Title Validity and responsiveness of the FRAIL scale in a longitudinal cohort study of older Australian women
Journal name Journal of the American Medical Directors Association   Check publisher's open access policy
ISSN 1538-9375
1525-8610
Publication date 2015-09
Sub-type Article (original research)
DOI 10.1016/j.jamda.2015.05.005
Volume 16
Issue 9
Start page 781
End page 783
Total pages 3
Place of publication Philadelphia, PA United States
Publisher Elsevier
Collection year 2016
Language eng
Formatted abstract
Background:  To assess the validity and responsiveness of the FRAIL scale and investigate whether validity is related to the number of points used on the scale.

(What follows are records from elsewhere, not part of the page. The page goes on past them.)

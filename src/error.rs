//! Error types for u-judging

use thiserror::Error;

use crate::models::{JudgeId, TeamId};
use crate::store::StoreError;
use crate::validation::{join, ValidationError};

/// Errors surfaced by the judging core.
///
/// Nothing is retried internally; every error leaves in-memory state
/// untouched except `Unpersisted`, which is raised after the batch
/// transition has already been committed.
#[derive(Error, Debug)]
pub enum JudgingError {
    /// Invalid team, judge, room, or group configuration.
    #[error("Invalid configuration: {}", join(.0))]
    Configuration(Vec<ValidationError>),

    /// A submission was rejected; no state was changed.
    #[error("Submission rejected: {}", join(.0))]
    Validation(Vec<ValidationError>),

    /// The judge is not part of the current roster.
    #[error("Unknown judge: {0}")]
    UnknownJudge(JudgeId),

    /// A judge with this id is already in the roster.
    #[error("Judge already exists: {0}")]
    DuplicateJudge(JudgeId),

    /// Configuration text could not be parsed.
    #[error("Failed to parse configuration: {0}")]
    Parse(#[from] serde_json::Error),

    /// The persistence collaborator failed.
    #[error(transparent)]
    Store(#[from] StoreError),

    /// A submission was accepted and the judge moved on, but `failed` of its
    /// scores did not reach the store. `JudgingEvent::persist_history`
    /// re-sends them.
    #[error("Judge {judge}: {failed} score(s) not persisted: {source}")]
    Unpersisted {
        judge: JudgeId,
        failed: usize,
        next_batch: Vec<TeamId>,
        source: StoreError,
    },
}

/// Result alias for judging operations.
pub type Result<T> = std::result::Result<T, JudgingError>;

impl JudgingError {
    /// Validation issues carried by `Configuration` or `Validation`.
    pub fn issues(&self) -> &[ValidationError] {
        match self {
            Self::Configuration(errors) | Self::Validation(errors) => errors,
            _ => &[],
        }
    }
}
//! Fair batch scheduling and fairness metrics.
//!
//! # Algorithm
//!
//! `AssignmentScheduler` hands each judge the globally least-evaluated
//! teams, counting them at hand-out time. Room and group layout is not
//! consulted: any judge may be sent to any team.
//!
//! # KPI
//!
//! `FairnessKpi` summarises the spread of evaluation tallies.

mod assign;
mod fairness;
mod kpi;

pub use assign::AssignmentScheduler;
pub use fairness::FairnessCounter;
pub use kpi::FairnessKpi;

Methods:  Participants were 12,432 women born in 1921–1926 from the Australian Longitudinal Study on Women's Health; surveyed up to 6 times from 1996 to 2011. The FRAIL scale is a 5-item measure and scored as a 6-, 3-, or 2-point measure. Face validity was determined by assessing relationships with age, construct validity was determined by assessing relationships with measures of disability (activities of daily living and independent activities of daily living), and responsiveness was determined by assessing relationships with changes in self-rated health.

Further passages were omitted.